### Work item
Go through the data below. Pull out every line that has the word "title".

════

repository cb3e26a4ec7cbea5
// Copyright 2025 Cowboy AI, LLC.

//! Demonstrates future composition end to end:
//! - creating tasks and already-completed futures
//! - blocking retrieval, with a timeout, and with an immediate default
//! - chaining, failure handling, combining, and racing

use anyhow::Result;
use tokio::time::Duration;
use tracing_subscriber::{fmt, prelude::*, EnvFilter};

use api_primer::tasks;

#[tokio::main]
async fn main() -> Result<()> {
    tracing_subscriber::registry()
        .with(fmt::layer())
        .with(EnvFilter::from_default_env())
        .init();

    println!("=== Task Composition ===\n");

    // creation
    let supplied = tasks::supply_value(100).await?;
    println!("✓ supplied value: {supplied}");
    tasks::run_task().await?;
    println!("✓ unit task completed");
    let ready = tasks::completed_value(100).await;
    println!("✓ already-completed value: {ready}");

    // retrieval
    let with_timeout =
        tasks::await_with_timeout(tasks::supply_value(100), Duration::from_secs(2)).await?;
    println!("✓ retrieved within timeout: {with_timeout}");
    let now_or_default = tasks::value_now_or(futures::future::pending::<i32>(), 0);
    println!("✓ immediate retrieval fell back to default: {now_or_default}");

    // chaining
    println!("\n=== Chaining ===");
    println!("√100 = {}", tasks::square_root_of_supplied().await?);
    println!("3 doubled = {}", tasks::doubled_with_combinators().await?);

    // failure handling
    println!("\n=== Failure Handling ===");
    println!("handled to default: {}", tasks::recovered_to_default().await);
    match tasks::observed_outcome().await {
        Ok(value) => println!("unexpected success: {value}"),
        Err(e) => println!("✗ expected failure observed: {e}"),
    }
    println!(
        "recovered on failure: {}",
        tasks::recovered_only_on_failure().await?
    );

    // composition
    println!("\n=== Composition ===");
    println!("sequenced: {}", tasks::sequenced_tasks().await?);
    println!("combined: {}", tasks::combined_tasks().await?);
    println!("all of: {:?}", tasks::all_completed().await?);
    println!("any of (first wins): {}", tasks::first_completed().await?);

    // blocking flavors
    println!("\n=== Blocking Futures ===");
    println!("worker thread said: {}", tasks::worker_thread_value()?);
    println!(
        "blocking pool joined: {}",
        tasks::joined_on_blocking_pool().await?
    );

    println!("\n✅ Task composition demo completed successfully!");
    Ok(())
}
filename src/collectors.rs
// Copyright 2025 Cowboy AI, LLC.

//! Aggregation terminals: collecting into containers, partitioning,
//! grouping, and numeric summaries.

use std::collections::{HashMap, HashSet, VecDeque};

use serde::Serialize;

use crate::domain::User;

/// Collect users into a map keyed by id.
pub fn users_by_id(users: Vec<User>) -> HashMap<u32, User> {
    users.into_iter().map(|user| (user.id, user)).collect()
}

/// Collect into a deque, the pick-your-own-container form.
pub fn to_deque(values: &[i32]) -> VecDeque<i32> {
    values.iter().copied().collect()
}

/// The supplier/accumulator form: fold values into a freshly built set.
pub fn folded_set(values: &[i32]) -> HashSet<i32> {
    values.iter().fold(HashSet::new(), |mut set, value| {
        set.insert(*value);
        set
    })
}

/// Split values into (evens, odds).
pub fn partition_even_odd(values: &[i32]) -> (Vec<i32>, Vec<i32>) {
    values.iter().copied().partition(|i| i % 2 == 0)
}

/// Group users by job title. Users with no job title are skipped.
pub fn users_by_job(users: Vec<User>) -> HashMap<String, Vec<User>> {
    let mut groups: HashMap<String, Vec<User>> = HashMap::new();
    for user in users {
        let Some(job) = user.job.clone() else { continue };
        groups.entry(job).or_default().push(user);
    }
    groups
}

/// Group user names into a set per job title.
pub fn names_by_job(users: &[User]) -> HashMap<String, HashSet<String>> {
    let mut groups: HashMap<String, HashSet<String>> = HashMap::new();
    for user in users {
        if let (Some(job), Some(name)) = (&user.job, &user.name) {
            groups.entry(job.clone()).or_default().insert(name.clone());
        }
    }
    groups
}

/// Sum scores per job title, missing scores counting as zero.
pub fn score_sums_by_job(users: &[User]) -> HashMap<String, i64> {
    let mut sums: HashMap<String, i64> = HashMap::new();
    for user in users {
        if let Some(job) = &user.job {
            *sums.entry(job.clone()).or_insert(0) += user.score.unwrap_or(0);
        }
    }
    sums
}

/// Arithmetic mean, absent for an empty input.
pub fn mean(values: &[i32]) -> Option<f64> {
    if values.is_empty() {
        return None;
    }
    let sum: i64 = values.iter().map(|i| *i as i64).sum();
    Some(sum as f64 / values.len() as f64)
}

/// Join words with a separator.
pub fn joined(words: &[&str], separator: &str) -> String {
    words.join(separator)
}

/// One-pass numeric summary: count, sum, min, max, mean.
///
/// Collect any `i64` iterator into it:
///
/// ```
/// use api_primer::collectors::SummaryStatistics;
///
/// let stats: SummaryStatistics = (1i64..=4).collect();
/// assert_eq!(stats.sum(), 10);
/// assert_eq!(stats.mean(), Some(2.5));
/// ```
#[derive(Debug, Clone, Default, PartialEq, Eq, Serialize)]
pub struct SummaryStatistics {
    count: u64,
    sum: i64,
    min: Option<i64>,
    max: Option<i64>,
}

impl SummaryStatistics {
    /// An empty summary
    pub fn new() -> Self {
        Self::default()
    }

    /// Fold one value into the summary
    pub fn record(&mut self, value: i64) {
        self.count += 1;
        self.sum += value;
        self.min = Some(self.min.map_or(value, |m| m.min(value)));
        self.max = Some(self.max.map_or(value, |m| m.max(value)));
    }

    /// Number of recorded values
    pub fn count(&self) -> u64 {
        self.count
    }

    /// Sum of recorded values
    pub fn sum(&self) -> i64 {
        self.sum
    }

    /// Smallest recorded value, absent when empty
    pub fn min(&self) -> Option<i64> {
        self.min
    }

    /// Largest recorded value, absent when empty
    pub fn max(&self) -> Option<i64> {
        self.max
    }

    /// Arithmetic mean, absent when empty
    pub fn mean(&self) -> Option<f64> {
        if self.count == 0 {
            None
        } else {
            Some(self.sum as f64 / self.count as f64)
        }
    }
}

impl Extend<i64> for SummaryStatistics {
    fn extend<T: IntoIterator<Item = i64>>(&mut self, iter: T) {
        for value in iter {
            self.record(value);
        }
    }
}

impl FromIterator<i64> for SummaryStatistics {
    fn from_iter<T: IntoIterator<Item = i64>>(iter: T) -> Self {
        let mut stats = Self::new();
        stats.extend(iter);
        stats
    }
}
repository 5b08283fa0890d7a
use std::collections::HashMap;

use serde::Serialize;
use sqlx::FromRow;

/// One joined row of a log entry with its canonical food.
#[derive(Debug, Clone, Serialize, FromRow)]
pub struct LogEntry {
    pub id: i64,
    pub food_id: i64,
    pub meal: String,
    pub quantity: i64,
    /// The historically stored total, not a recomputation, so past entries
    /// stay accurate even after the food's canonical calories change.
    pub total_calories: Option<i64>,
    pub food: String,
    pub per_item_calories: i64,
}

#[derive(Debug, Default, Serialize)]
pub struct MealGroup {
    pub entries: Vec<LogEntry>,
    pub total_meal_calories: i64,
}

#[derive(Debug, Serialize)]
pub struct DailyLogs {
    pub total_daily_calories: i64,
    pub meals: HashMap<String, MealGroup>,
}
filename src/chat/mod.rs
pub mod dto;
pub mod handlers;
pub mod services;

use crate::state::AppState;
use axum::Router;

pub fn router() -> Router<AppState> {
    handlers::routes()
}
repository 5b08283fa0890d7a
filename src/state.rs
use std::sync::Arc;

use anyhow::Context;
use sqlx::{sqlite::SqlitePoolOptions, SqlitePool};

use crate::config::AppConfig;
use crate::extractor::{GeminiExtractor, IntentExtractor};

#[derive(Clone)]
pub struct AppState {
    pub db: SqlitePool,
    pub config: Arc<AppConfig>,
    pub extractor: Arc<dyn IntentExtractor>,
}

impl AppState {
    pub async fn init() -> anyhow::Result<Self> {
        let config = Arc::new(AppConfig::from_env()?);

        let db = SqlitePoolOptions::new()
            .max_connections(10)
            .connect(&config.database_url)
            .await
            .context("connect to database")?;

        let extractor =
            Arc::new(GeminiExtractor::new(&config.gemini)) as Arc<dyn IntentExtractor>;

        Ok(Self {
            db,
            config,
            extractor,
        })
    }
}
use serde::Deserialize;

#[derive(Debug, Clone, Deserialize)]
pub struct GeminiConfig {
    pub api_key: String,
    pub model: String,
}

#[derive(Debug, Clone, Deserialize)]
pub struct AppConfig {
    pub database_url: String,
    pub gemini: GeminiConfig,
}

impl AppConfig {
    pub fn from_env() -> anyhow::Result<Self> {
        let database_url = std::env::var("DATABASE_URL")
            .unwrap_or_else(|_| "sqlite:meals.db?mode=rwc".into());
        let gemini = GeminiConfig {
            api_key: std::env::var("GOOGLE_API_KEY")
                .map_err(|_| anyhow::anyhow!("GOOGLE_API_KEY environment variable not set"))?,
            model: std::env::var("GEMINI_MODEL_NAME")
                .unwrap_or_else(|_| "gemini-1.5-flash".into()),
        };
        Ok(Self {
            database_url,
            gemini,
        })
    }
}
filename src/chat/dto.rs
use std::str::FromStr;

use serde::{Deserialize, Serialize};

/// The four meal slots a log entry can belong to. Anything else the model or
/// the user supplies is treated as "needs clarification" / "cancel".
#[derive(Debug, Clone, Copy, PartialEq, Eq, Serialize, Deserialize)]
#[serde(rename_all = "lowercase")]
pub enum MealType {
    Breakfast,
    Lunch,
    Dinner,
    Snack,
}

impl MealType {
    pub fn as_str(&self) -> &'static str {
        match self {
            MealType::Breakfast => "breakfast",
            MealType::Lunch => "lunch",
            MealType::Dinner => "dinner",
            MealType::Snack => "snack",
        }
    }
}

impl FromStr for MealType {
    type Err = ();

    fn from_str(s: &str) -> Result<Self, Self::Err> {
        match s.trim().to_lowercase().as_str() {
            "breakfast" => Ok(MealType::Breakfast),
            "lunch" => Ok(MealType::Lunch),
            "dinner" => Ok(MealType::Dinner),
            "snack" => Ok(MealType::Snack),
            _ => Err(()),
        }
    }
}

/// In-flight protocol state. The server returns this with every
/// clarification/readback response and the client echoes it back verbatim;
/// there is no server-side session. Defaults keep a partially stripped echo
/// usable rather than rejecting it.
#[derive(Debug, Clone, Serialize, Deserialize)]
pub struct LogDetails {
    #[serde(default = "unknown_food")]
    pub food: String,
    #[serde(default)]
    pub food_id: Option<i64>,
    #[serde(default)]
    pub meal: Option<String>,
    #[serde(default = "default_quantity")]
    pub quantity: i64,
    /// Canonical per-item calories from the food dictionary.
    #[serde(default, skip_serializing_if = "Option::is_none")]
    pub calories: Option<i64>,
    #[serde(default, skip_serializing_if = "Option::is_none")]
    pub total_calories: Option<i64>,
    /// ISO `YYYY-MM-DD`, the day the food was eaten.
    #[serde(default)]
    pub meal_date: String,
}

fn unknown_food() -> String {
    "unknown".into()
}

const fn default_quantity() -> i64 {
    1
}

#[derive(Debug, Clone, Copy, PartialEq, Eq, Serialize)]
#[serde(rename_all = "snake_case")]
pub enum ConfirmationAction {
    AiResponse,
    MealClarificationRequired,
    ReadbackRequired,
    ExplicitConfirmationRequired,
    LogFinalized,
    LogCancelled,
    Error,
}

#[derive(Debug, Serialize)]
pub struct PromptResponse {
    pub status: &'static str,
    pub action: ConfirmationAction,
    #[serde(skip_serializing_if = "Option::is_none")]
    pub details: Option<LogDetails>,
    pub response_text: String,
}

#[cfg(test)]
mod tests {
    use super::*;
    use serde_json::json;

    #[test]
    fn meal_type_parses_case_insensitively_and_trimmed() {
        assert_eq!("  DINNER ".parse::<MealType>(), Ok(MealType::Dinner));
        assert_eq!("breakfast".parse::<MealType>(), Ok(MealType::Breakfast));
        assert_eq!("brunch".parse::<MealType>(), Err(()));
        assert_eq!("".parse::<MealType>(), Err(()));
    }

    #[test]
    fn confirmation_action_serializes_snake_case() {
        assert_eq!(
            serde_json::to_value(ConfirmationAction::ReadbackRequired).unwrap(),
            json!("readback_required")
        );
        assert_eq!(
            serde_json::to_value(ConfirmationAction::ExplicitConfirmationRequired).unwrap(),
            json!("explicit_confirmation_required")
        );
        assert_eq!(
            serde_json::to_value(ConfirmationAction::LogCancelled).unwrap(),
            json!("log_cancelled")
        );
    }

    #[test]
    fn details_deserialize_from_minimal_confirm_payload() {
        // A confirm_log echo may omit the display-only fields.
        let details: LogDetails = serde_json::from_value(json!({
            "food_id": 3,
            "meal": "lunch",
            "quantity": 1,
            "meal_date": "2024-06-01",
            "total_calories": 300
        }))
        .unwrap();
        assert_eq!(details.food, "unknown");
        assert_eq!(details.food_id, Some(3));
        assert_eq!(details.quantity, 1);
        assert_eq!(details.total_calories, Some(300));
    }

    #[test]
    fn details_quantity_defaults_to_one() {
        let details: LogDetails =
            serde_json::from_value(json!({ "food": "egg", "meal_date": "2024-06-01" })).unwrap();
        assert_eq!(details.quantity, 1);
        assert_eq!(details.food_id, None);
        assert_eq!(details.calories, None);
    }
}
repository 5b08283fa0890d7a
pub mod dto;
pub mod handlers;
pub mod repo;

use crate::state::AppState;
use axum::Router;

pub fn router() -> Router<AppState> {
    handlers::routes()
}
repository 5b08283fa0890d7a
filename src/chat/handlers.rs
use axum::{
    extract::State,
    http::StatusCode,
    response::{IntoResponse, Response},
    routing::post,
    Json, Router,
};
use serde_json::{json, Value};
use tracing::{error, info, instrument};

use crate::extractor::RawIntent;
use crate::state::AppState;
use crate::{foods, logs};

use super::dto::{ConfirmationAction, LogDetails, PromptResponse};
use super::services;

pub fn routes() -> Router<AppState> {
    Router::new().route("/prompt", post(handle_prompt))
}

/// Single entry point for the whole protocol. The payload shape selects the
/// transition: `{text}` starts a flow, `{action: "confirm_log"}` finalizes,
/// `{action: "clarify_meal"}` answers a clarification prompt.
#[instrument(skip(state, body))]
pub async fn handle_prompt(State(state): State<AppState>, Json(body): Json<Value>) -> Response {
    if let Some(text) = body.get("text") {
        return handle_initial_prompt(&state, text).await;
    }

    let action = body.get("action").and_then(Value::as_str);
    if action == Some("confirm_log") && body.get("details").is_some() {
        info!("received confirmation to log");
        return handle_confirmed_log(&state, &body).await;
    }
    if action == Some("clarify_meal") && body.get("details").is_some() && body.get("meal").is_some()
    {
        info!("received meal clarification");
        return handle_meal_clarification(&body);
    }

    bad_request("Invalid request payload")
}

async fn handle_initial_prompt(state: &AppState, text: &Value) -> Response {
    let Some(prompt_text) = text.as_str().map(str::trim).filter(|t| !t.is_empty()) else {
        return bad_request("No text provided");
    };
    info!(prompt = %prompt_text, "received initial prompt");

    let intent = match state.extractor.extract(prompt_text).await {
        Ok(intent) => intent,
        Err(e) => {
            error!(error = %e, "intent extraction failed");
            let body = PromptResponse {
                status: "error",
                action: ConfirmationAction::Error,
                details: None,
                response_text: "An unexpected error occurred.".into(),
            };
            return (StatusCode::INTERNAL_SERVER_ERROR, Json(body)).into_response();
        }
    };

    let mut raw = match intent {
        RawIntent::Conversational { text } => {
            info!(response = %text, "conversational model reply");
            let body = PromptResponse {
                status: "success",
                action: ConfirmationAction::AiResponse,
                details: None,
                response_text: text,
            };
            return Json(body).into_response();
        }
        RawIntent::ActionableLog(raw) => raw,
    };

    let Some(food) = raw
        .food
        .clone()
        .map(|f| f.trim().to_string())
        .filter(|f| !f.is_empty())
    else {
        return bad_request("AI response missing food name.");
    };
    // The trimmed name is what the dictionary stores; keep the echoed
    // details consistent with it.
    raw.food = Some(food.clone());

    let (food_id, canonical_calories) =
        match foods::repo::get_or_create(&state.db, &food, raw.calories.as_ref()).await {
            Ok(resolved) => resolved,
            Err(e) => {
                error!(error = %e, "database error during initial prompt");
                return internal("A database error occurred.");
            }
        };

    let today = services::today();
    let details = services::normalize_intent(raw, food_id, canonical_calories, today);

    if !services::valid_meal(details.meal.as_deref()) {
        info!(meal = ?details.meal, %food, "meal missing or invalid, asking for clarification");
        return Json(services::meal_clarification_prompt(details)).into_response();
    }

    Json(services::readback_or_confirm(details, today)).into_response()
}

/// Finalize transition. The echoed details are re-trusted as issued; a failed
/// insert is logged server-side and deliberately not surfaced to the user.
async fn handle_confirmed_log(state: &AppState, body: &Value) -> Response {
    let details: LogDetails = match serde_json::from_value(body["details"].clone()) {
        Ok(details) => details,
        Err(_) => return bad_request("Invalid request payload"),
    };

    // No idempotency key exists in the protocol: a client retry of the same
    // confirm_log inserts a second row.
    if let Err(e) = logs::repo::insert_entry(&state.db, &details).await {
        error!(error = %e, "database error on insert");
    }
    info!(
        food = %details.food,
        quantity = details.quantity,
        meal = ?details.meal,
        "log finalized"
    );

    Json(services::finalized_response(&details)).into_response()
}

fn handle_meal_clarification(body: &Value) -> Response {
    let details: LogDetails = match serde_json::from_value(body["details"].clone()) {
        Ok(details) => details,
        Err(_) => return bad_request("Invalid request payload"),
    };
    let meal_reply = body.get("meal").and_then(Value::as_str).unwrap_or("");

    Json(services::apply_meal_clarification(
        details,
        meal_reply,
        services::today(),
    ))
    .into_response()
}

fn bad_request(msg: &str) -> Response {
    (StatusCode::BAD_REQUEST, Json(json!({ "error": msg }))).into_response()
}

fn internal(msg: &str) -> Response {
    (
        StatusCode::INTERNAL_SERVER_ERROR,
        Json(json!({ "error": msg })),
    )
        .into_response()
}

════

### The answer
/// Group users by job title. Users with no job title are skipped.
/// Group user names into a set per job title.
/// Sum scores per job title, missing scores counting as zero.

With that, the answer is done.